La movida, formata dalla gioventù amastratina, ha animato la vita notturna dalla mezzanotte fino alle prime luci dell’alba.
Inoltre hanno reso piacevole il mio lungo soggiorno a Mistretta la gradevole frescura del luogo, che mi ha evitato di patire l’afosa e insopportabile calura licatese, la tranquillità della vita del paese, la piacevole compagnia degli amici.
Due carissime persone hanno concluso la loro vita terrena durante l’estate appena trascorsa. Ciao Nellina! Ciao Maruzza! Vi ricorderò sempre.

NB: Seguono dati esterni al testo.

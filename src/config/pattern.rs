//! Output filename patterns
//!
//! A pattern is a filename template with the placeholders `{base}`, `{x}`,
//! `{y}` and `{ext}`. Each placeholder may carry a format specifier after a
//! colon, following the usual `[[fill]align][0][width][type]` layout:
//!
//! * `{x:04d}` - zero-padded to four digits
//! * `{y:>6}` - right-aligned in six columns
//! * `{base:_<12}` - left-aligned, padded with underscores
//!
//! `{{` and `}}` produce literal braces.
//!
//! An expansion names a single file inside the output directory; see
//! [`is_plain_filename`].

use std::path::{Component, Path};

use lazy_static::lazy_static;
use regex::Regex;

use crate::errors::{RetileError, RetileResult};

lazy_static! {
    static ref TOKEN: Regex = Regex::new(r"\{\{|\}\}|\{([^{}:]*)(?::([^{}]*))?\}")
        .expect("token regex is valid");
}

/// Placeholders understood by [`OutputPattern`]
#[derive(Debug, Clone, Copy, PartialEq, Eq)]
pub enum Placeholder {
    Base,
    X,
    Y,
    Ext,
}

impl Placeholder {
    fn from_name(name: &str) -> Option<Self> {
        match name {
            "base" => Some(Placeholder::Base),
            "x" => Some(Placeholder::X),
            "y" => Some(Placeholder::Y),
            "ext" => Some(Placeholder::Ext),
            _ => None,
        }
    }

    fn is_numeric(&self) -> bool {
        matches!(self, Placeholder::X | Placeholder::Y)
    }
}

#[derive(Debug, Clone, Copy, PartialEq, Eq)]
enum Align {
    Left,
    Right,
    Center,
}

impl Align {
    fn from_char(c: char) -> Option<Self> {
        match c {
            '<' => Some(Align::Left),
            '>' => Some(Align::Right),
            '^' => Some(Align::Center),
            _ => None,
        }
    }
}

/// Parsed format specifier of one placeholder
#[derive(Debug, Clone, PartialEq, Eq)]
struct FormatSpec {
    fill: char,
    align: Option<Align>,
    zero_pad: bool,
    width: usize,
}

impl Default for FormatSpec {
    fn default() -> Self {
        FormatSpec {
            fill: ' ',
            align: None,
            zero_pad: false,
            width: 0,
        }
    }
}

impl FormatSpec {
    fn parse(spec: &str, placeholder: Placeholder) -> Result<Self, String> {
        let chars: Vec<char> = spec.chars().collect();
        let mut parsed = FormatSpec::default();
        let mut pos = 0;

        if chars.len() >= 2 && Align::from_char(chars[1]).is_some() {
            parsed.fill = chars[0];
            parsed.align = Align::from_char(chars[1]);
            pos = 2;
        } else if let Some(align) = chars.first().and_then(|c| Align::from_char(*c)) {
            parsed.align = Some(align);
            pos = 1;
        }

        if chars.get(pos) == Some(&'0') {
            parsed.zero_pad = true;
            pos += 1;
        }

        let digits_start = pos;
        while pos < chars.len() && chars[pos].is_ascii_digit() {
            pos += 1;
        }
        if pos > digits_start {
            let digits: String = chars[digits_start..pos].iter().collect();
            parsed.width = digits
                .parse()
                .map_err(|_| format!("width '{}' is too large", digits))?;
        }

        match chars.get(pos) {
            None => {}
            Some('d') if placeholder.is_numeric() => pos += 1,
            Some('s') if !placeholder.is_numeric() => pos += 1,
            Some(c) => return Err(format!("unsupported format type '{}'", c)),
        }

        if pos != chars.len() {
            return Err(format!("unexpected trailing characters in '{}'", spec));
        }

        Ok(parsed)
    }

    fn apply(&self, value: &str, numeric: bool) -> String {
        let len = value.chars().count();
        if len >= self.width {
            return value.to_string();
        }
        let padding = self.width - len;

        // Zero flag without explicit alignment pads between sign and digits;
        // coordinates are unsigned so that is simply the left side.
        if self.zero_pad && self.align.is_none() {
            let fill = if numeric { '0' } else { self.fill };
            return if numeric {
                format!("{}{}", fill.to_string().repeat(padding), value)
            } else {
                format!("{}{}", value, fill.to_string().repeat(padding))
            };
        }

        let fill = if self.zero_pad && self.fill == ' ' { '0' } else { self.fill };
        let pad = |n: usize| fill.to_string().repeat(n);
        let align = self
            .align
            .unwrap_or(if numeric { Align::Right } else { Align::Left });

        match align {
            Align::Left => format!("{}{}", value, pad(padding)),
            Align::Right => format!("{}{}", pad(padding), value),
            Align::Center => {
                let left = padding / 2;
                format!("{}{}{}", pad(left), value, pad(padding - left))
            }
        }
    }
}

#[derive(Debug, Clone, PartialEq, Eq)]
enum Segment {
    Literal(String),
    Field {
        placeholder: Placeholder,
        spec: FormatSpec,
    },
}

/// A parsed, reusable filename template
#[derive(Debug, Clone, PartialEq, Eq)]
pub struct OutputPattern {
    raw: String,
    segments: Vec<Segment>,
}

impl OutputPattern {
    /// Parse a pattern string
    ///
    /// Fails on unknown placeholders, malformed specifiers and unmatched
    /// braces. Presence of `{base}`/`{ext}` is checked by the validator,
    /// not here.
    pub fn parse(pattern: &str) -> RetileResult<Self> {
        let mut segments = Vec::new();
        let mut literal = String::new();
        let mut last = 0;

        for caps in TOKEN.captures_iter(pattern) {
            let Some(whole) = caps.get(0) else { continue };
            push_literal(&mut literal, &pattern[last..whole.start()])?;
            last = whole.end();

            match whole.as_str() {
                "{{" => literal.push('{'),
                "}}" => literal.push('}'),
                _ => {
                    let name = caps.get(1).map(|m| m.as_str()).unwrap_or("");
                    let placeholder = Placeholder::from_name(name).ok_or_else(|| {
                        RetileError::pattern(format!("unknown placeholder '{{{}}}'", name))
                    })?;
                    let spec = match caps.get(2) {
                        Some(spec) => FormatSpec::parse(spec.as_str(), placeholder).map_err(|e| {
                            RetileError::pattern(format!("placeholder '{{{}}}': {}", name, e))
                        })?,
                        None => FormatSpec::default(),
                    };

                    if !literal.is_empty() {
                        segments.push(Segment::Literal(std::mem::take(&mut literal)));
                    }
                    segments.push(Segment::Field { placeholder, spec });
                }
            }
        }

        push_literal(&mut literal, &pattern[last..])?;
        if !literal.is_empty() {
            segments.push(Segment::Literal(literal));
        }

        Ok(OutputPattern {
            raw: pattern.to_string(),
            segments,
        })
    }

    /// The pattern as originally written
    pub fn as_str(&self) -> &str {
        &self.raw
    }

    /// Whether the pattern references the given placeholder
    pub fn contains(&self, placeholder: Placeholder) -> bool {
        self.segments.iter().any(|segment| {
            matches!(segment, Segment::Field { placeholder: p, .. } if *p == placeholder)
        })
    }

    /// Expand the pattern for one tile
    pub fn expand(&self, base: &str, x: u32, y: u32, ext: &str) -> String {
        let mut out = String::new();
        for segment in &self.segments {
            match segment {
                Segment::Literal(text) => out.push_str(text),
                Segment::Field { placeholder, spec } => {
                    let value = match placeholder {
                        Placeholder::Base => base.to_string(),
                        Placeholder::X => x.to_string(),
                        Placeholder::Y => y.to_string(),
                        Placeholder::Ext => ext.to_string(),
                    };
                    out.push_str(&spec.apply(&value, placeholder.is_numeric()));
                }
            }
        }
        out
    }
}

/// Whether `name` is a single path component naming a file
///
/// Rejects empty names, separators, `.`/`..` and absolute or prefixed
/// paths, any of which would place a tile outside the output directory.
pub fn is_plain_filename(name: &str) -> bool {
    let mut components = Path::new(name).components();
    matches!(
        (components.next(), components.next()),
        (Some(Component::Normal(_)), None)
    ) && !name.ends_with(['/', '\\'])
}

fn push_literal(buffer: &mut String, text: &str) -> RetileResult<()> {
    if let Some(brace) = text.chars().find(|c| *c == '{' || *c == '}') {
        return Err(RetileError::pattern(format!("unmatched '{}' in pattern", brace)));
    }
    buffer.push_str(text);
    Ok(())
}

La mia villeggiatura a Mistretta è terminata.
Sono ritornata a Licata, a casa mia! Festosamente sono stata accolta dalle mie vicine: Letizia, Cettina e Raffaella.
Lungo il viaggio di ritorno che da Mistretta conduce a Licata, percorrendo la statale 125, esattamente nelle vicinanze di Enna, ho notato alcune piante che ergevano verso l’alto la loro spiga fiorale.
Mi sono subito innamorata della loro bellezza ed eleganza!
Qual è il nome scientifico?
Ha soddisfatto la mia curiosità il mio amico, il prof. Giuseppe Bazan, docente di botanica all’Università di Palermo.
Carissimo Giuseppe ti ringrazio sempre per la tua grande disponibilità ad istruirmi soprattutto sulle piante spontanee e rare che amo immensamente.

E’ L’URGINEA MARITIMA.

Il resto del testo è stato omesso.